Professoressa Peyvandi, ad un mese dalla terapia si ritiene che il risultato conseguito sia sicuro o potrebbero esserci delle ricadute?
«I dati di questo trial hanno dimostrato una durata di 3 anni. Per quanto riguarda la possibile tossicità a lunga durata, bisogna dire che in un altro trial clinico, condotto dal Professor Nathwani presso l’UCL di Londra con lo stesso tipo di vettore adenoassociato in pazienti con emofilia B (carenza di FIX), a distanza di 8 anni non si è verificato nessun problema serio. Il parametro da tenere sotto controllo è la geno tossicità, cioè capire se avviene l’integrazione genica pur utilizzando un vettore adenoassociato e se questa integrazione può attivare qualche oncogene. Di nuovo, sottolineo che i dati raccolti finora sono ottimi e studi ulteriori saranno in grado di fornire più conferme. Il metodo per verificare l’eventuale integrazione genomica è l’esecuzione di una biopsia epatica. Già due pazienti negli USA hanno eseguito la biopsia, ma i dati non sono ancora disponibili».
Quali potrebbero essere gli effetti collaterali a lungo termine?
«L’effetto collaterale più frequente e transitorio conosciuto è l’epatotossicità, probabilmente per la reazione del sistema immunitario del paziente che reagisce contro il vettore. Un problema risolvibile con terapia immunosoppressiva, usando il cortisone per un breve periodo di tempo».
Alla luce di questi risultati cosa cambia per il trattamento dell’emofilia?

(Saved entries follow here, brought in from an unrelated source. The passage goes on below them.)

//! HTTP client for the aggregator API.
//!
//! Every endpoint is a JSON POST with the client credentials in the body.
//! Non-2xx responses carry a structured error object whose `error_message`
//! is surfaced to callers.

use serde::{Serialize, de::DeserializeOwned};

use crate::config::Config;

use super::types::{
    InstitutionsGetByIdResponse, ItemGetResponse, ItemPublicTokenExchangeResponse,
    LinkTokenCreateResponse, TransactionsSyncResponse,
};

/// Request timeout for aggregator calls.
const REQUEST_TIMEOUT: std::time::Duration = std::time::Duration::from_secs(30);

/// Errors returned by the aggregator client.
#[derive(Debug, thiserror::Error)]
pub enum PlaidError {
    /// The request never produced a response (connect failure, timeout,
    /// or a malformed body on a 2xx response).
    #[error("request to aggregator failed: {0}")]
    Transport(#[from] reqwest::Error),

    /// The aggregator rejected the request with a structured error body.
    ///
    /// Displays as the aggregator's own `error_message`, which is what
    /// clients of this service see in sync/link failure responses.
    #[error("{message}")]
    Api {
        error_type: String,
        error_code: String,
        message: String,
    },

    /// Non-2xx response whose body could not be decoded as an error object.
    #[error("aggregator returned HTTP {0}")]
    Status(u16),
}

/// Structured error body returned by the aggregator on failure.
#[derive(Debug, serde::Deserialize)]
struct PlaidApiError {
    #[serde(default)]
    error_type: String,

    #[serde(default)]
    error_code: String,

    #[serde(default)]
    error_message: String,
}

/// Client for the aggregator REST API.
///
/// Cheap to clone; the inner `reqwest::Client` is an `Arc` around a
/// connection pool.
#[derive(Debug, Clone)]
pub struct PlaidClient {
    http: reqwest::Client,
    base_url: String,
    client_id: String,
    secret: String,
    client_name: String,
}

impl PlaidClient {
    /// Build a client from application configuration.
    pub fn new(config: &Config) -> Result<Self, PlaidError> {
        let http = reqwest::Client::builder().timeout(REQUEST_TIMEOUT).build()?;

        Ok(Self {
            http,
            base_url: config.plaid_environment.base_url().to_string(),
            client_id: config.plaid_client_id.clone(),
            secret: config.plaid_secret.clone(),
            client_name: config.plaid_client_name.clone(),
        })
    }

    /// Create a link token for the client-side Link widget.
    ///
    /// The authenticated user's id becomes `client_user_id` so the
    /// aggregator can correlate link sessions per user.
    pub async fn create_link_token(
        &self,
        client_user_id: &str,
    ) -> Result<LinkTokenCreateResponse, PlaidError> {
        #[derive(Serialize)]
        struct User<'a> {
            client_user_id: &'a str,
        }

        #[derive(Serialize)]
        struct Request<'a> {
            client_id: &'a str,
            secret: &'a str,
            client_name: &'a str,
            user: User<'a>,
            products: [&'a str; 1],
            country_codes: [&'a str; 1],
            language: &'a str,
        }

        self.post(
            "/link/token/create",
            &Request {
                client_id: &self.client_id,
                secret: &self.secret,
                client_name: &self.client_name,
                user: User { client_user_id },
                products: ["transactions"],
                country_codes: ["US"],
                language: "en",
            },
        )
        .await
    }

    /// Exchange a temporary public token for a durable access token.
    pub async fn exchange_public_token(
        &self,
        public_token: &str,
    ) -> Result<ItemPublicTokenExchangeResponse, PlaidError> {
        #[derive(Serialize)]
        struct Request<'a> {
            client_id: &'a str,
            secret: &'a str,
            public_token: &'a str,
        }

        self.post(
            "/item/public_token/exchange",
            &Request {
                client_id: &self.client_id,
                secret: &self.secret,
                public_token,
            },
        )
        .await
    }

    /// Fetch item metadata (used to discover the institution id).
    pub async fn get_item(&self, access_token: &str) -> Result<ItemGetResponse, PlaidError> {
        #[derive(Serialize)]
        struct Request<'a> {
            client_id: &'a str,
            secret: &'a str,
            access_token: &'a str,
        }

        self.post(
            "/item/get",
            &Request {
                client_id: &self.client_id,
                secret: &self.secret,
                access_token,
            },
        )
        .await
    }

    /// Look up an institution's display name by id.
    pub async fn get_institution(
        &self,
        institution_id: &str,
    ) -> Result<InstitutionsGetByIdResponse, PlaidError> {
        #[derive(Serialize)]
        struct Request<'a> {
            client_id: &'a str,
            secret: &'a str,
            institution_id: &'a str,
            country_codes: [&'a str; 1],
        }

        self.post(
            "/institutions/get_by_id",
            &Request {
                client_id: &self.client_id,
                secret: &self.secret,
                institution_id,
                country_codes: ["US"],
            },
        )
        .await
    }

    /// Fetch one page of the incremental change feed.
    ///
    /// Pass `None` as the cursor on the very first sync of an item; the
    /// feed then starts from the beginning of available history.
    pub async fn transactions_sync(
        &self,
        access_token: &str,
        cursor: Option<&str>,
    ) -> Result<TransactionsSyncResponse, PlaidError> {
        #[derive(Serialize)]
        struct Request<'a> {
            client_id: &'a str,
            secret: &'a str,
            access_token: &'a str,
            #[serde(skip_serializing_if = "Option::is_none")]
            cursor: Option<&'a str>,
        }

        self.post(
            "/transactions/sync",
            &Request {
                client_id: &self.client_id,
                secret: &self.secret,
                access_token,
                cursor,
            },
        )
        .await
    }

    /// POST a JSON body and decode the JSON response.
    ///
    /// On a non-2xx status the body is decoded as the aggregator's error
    /// object; if that fails too, only the status code is reported.
    async fn post<Req, Resp>(&self, path: &str, body: &Req) -> Result<Resp, PlaidError>
    where
        Req: Serialize,
        Resp: DeserializeOwned,
    {
        let url = format!("{}{}", self.base_url, path);
        let response = self.http.post(&url).json(body).send().await?;

        let status = response.status();
        if status.is_success() {
            return Ok(response.json::<Resp>().await?);
        }

        match response.json::<PlaidApiError>().await {
            Ok(err) => {
                tracing::warn!(
                    "Aggregator error on {path}: {} ({})",
                    err.error_code,
                    err.error_message
                );
                Err(PlaidError::Api {
                    error_type: err.error_type,
                    error_code: err.error_code,
                    message: err.error_message,
                })
            }
            Err(_) => Err(PlaidError::Status(status.as_u16())),
        }
    }
}

#[cfg(test)]
mod tests {
    use super::*;

    #[test]
    fn api_error_displays_aggregator_message() {
        let err = PlaidError::Api {
            error_type: "ITEM_ERROR".to_string(),
            error_code: "ITEM_LOGIN_REQUIRED".to_string(),
            message: "the login details of this item have changed".to_string(),
        };
        assert_eq!(
            err.to_string(),
            "the login details of this item have changed"
        );
    }

    #[test]
    fn error_body_tolerates_missing_fields() {
        let err: PlaidApiError = serde_json::from_str("{}").unwrap();
        assert_eq!(err.error_message, "");
        assert_eq!(err.error_code, "");
        assert_eq!(err.error_type, "");
    }
}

«Cambia veramente tanto nella vita del paziente. Con questa nuova terapia sembra sia possibile trattare il paziente con una sola iniezione endovenosa nell’arco di almeno 3,5 anni e naturalmente speriamo che possa durare anche molto più a lungo. Bisogna considerare che con le terapie attuali sono necessarie 2, 3 iniezioni endovenose di FVIII oppure iniezioni sottocutanee di farmaci non sostitutivi una volta alla settimana. Inoltre, con la nuova terapia, l’espressione di FVIII rimante costante e non ha alti e bassi; in questo modo il paziente è molto più sicuro nello svolgimento delle sue diverse attività».
Quali sono i costi di questa terapia per la sanità e per il paziente?
«Ancora non si sa. Ovviamente i costi devono essere accettabili e inferiori a quelli statunitensi, e permettere ai pazienti di beneficiare dei risultati ottenuti. Comunque, è facile calcolare i costi. Basta conoscere il costo dei farmaci attuali e il consumo annuale e il calcolo è fatto, ma attenzione perché questi valori sono molto diversi in diversi Paesi e nelle diverse parti del mondo sulla base dei costi variabili per Unità di Fattore VIII».